Preprocessing Pipeline
Preprocessing Pipeline
Before training the model, the raw dataset undergoes a structured preprocessing pipeline to ensure the data is in a numerical format suitable for Logistic Regression. This process includes feature selection, data cleaning, and categorical encoding.
1. Feature Selection and Cleaning
The initial step involves removing unique identifiers that do not contribute to the model's predictive power. The CustomerID column is dropped to prevent the model from overfitting on arbitrary labels.
# Drop non-predictive features
df.drop('CustomerID', axis=1, inplace=True)
2. Categorical Variable Encoding
The dataset contains several categorical variables (e.g., Contract types and Payment Methods). We use Label Encoding to convert these text-based categories into numerical values.
The pipeline specifically targets the following features:
Contract(e.g., Monthly, One Year, Two Year)PaymentMethod(e.g., Credit Card, Bank Transfer)AutoPay(Yes/No)Churn(Target variable)

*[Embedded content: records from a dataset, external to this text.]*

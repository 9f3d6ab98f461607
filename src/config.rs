//! Layered configuration.
//!
//! Settings are merged from, lowest to highest priority:
//!
//! 1. Built-in defaults (all thresholds `0.0`, string hash metric)
//! 2. A TOML file: `--config PATH`, or `config.toml` in the platform config
//!    directory when present
//! 3. Environment variables prefixed with `NEARDUPE_`
//!    (e.g. `NEARDUPE_NAME_THRESHOLD=0.8`)
//! 4. Command-line flags
//!
//! Thresholds are validated once all layers are merged, before any file is
//! touched.

use std::path::{Path, PathBuf};

use directories::ProjectDirs;
use figment::providers::{Env, Format, Serialized, Toml};
use figment::Figment;
use serde::{Deserialize, Serialize};

use crate::cli::ScanArgs;
use crate::similarity::{FinderConfig, HashMetric, ThresholdPolicy};

/// Prefix for configuration environment variables.
pub const ENV_PREFIX: &str = "NEARDUPE_";

/// Errors raised while loading or validating configuration.
#[derive(thiserror::Error, Debug)]
pub enum ConfigError {
    /// A threshold is outside `[0.0, 1.0]` or not a number.
    #[error("{option} must be within [0.0, 1.0], got {value}")]
    ThresholdOutOfRange {
        /// Name of the offending option
        option: &'static str,
        /// Rejected value
        value: f64,
    },

    /// A worker count of zero was requested.
    #[error("threads must be at least 1")]
    InvalidThreads,

    /// An explicitly requested config file does not exist.
    #[error("Config file not found: {0}")]
    FileNotFound(PathBuf),

    /// A layer could not be parsed or merged.
    #[error("Failed to load configuration: {0}")]
    Load(#[source] Box<figment::Error>),
}

impl From<figment::Error> for ConfigError {
    fn from(error: figment::Error) -> Self {
        Self::Load(Box::new(error))
    }
}

/// Application configuration.
#[derive(Debug, Clone, PartialEq, Serialize, Deserialize)]
#[serde(default)]
pub struct Config {
    /// Minimum name similarity
    pub name_threshold: f64,
    /// Minimum fuzzy-hash similarity
    pub hash_threshold: f64,
    /// Minimum size similarity
    pub size_threshold: f64,
    /// How fuzzy-hash digests are compared
    pub hash_metric: HashMetric,
    /// Fixed worker count instead of the size-based policy
    #[serde(skip_serializing_if = "Option::is_none")]
    pub threads: Option<usize>,
    /// Abort on the first file that cannot be fingerprinted
    pub strict: bool,
    /// Include symlinks that point at regular files
    pub follow_symlinks: bool,
}

impl Default for Config {
    fn default() -> Self {
        Self {
            name_threshold: 0.0,
            hash_threshold: 0.0,
            size_threshold: 0.0,
            hash_metric: HashMetric::StringSimilarity,
            threads: None,
            strict: false,
            follow_symlinks: false,
        }
    }
}

impl Config {
    /// Load defaults, the config file and the environment.
    ///
    /// When `explicit_path` is given it must exist; otherwise the default
    /// platform path is used if a file is there.
    ///
    /// # Errors
    ///
    /// Returns `ConfigError` if the file is missing (explicit path only),
    /// cannot be parsed, or the merged values are invalid.
    pub fn load(explicit_path: Option<&Path>) -> Result<Self, ConfigError> {
        let mut figment = Figment::from(Serialized::defaults(Config::default()));

        match explicit_path {
            Some(path) => {
                if !path.is_file() {
                    return Err(ConfigError::FileNotFound(path.to_path_buf()));
                }
                log::debug!("Loading config from {}", path.display());
                figment = figment.merge(Toml::file(path));
            }
            None => {
                if let Some(path) = Self::default_path().filter(|p| p.is_file()) {
                    log::debug!("Loading config from {}", path.display());
                    figment = figment.merge(Toml::file(path));
                }
            }
        }

        Self::from_figment(figment.merge(Env::prefixed(ENV_PREFIX)))
    }

    /// Extract and validate a configuration from an assembled figment.
    ///
    /// # Errors
    ///
    /// Returns `ConfigError` if extraction or validation fails.
    pub fn from_figment(figment: Figment) -> Result<Self, ConfigError> {
        let config: Config = figment.extract()?;
        config.validate()?;
        Ok(config)
    }

    /// Apply command-line overrides on top of the loaded layers.
    ///
    /// # Errors
    ///
    /// Returns `ConfigError` if the result is invalid.
    pub fn merge_cli(mut self, args: &ScanArgs) -> Result<Self, ConfigError> {
        if let Some(value) = args.name_threshold {
            self.name_threshold = value;
        }
        if let Some(value) = args.hash_threshold {
            self.hash_threshold = value;
        }
        if let Some(value) = args.size_threshold {
            self.size_threshold = value;
        }
        if let Some(metric) = args.hash_metric {
            self.hash_metric = metric;
        }
        if let Some(threads) = args.threads {
            self.threads = Some(threads);
        }
        self.strict |= args.strict;
        self.follow_symlinks |= args.follow_symlinks;

        self.validate()?;
        Ok(self)
    }

    /// Check every value.
    ///
    /// # Errors
    ///
    /// Returns the first invalid setting found.
    pub fn validate(&self) -> Result<(), ConfigError> {
        self.policy()?;
        if self.threads == Some(0) {
            return Err(ConfigError::InvalidThreads);
        }
        Ok(())
    }

    /// Threshold policy described by this configuration.
    ///
    /// # Errors
    ///
    /// Returns `ConfigError::ThresholdOutOfRange` for an invalid threshold.
    pub fn policy(&self) -> Result<ThresholdPolicy, ConfigError> {
        ThresholdPolicy::new(self.name_threshold, self.hash_threshold, self.size_threshold)
    }

    /// Finder configuration described by this configuration.
    ///
    /// # Errors
    ///
    /// Returns `ConfigError` if the configuration is invalid.
    pub fn finder_config(&self) -> Result<FinderConfig, ConfigError> {
        self.validate()?;
        let mut config = FinderConfig::default()
            .with_policy(self.policy()?)
            .with_hash_metric(self.hash_metric)
            .with_strict(self.strict)
            .with_follow_symlinks(self.follow_symlinks);
        if let Some(threads) = self.threads {
            config = config.with_threads(threads);
        }
        Ok(config)
    }

    /// Default platform-specific configuration path.
    #[must_use]
    pub fn default_path() -> Option<PathBuf> {
        ProjectDirs::from("com", "neardupe", "neardupe")
            .map(|dirs| dirs.config_dir().join("config.toml"))
    }
}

To ensure consistency between training and future inference, the encoders are stored in a dictionary (le_dict):
from sklearn.preprocessing import LabelEncoder
label_cols = ['Contract', 'PaymentMethod', 'AutoPay', 'Churn']
le_dict = {}
for col in label_cols:
le = LabelEncoder()
df[col] = le.fit_transform(df[col])
le_dict[col] = le
3. Data Validation
The pipeline includes a check for missing values. In the current implementation, any null entries are identified to ensure data integrity before the split.
# Check for missing values
print(df.isnull().sum())
4. Preparing for Prediction
When processing new customer data for real-time prediction, the pipeline requires the input to be transformed using the same encoders used during training. This ensures that a value like "Monthly" is always mapped to the same integer recognized by the model.
Example: Processing a new data point
new_customer = pd.DataFrame({
'Contract': [le_dict['Contract'].transform(['Monthly'])[0]],
'SupportCalls': [4],
'MonthlyBill': [110.0],
'PaymentMethod': [le_dict['PaymentMethod'].transform(['CreditCard'])[0]],
'BillingIssues': [0],
'DataUsageGB': [85.0],
'TenureMonths': [12],
'AutoPay': [le_dict['AutoPay'].transform([1])[0]]
})
5. Training/Test Split
The final stage of the pipeline splits the cleaned dataset into training and testing sets using a 70/30 ratio, ensuring the model's performance can be validated on unseen data.
- Training Set: 70% of data used to train the Logistic Regression model.
- Testing Set: 30% of data used for evaluation (Confusion Matrix, F1 Score).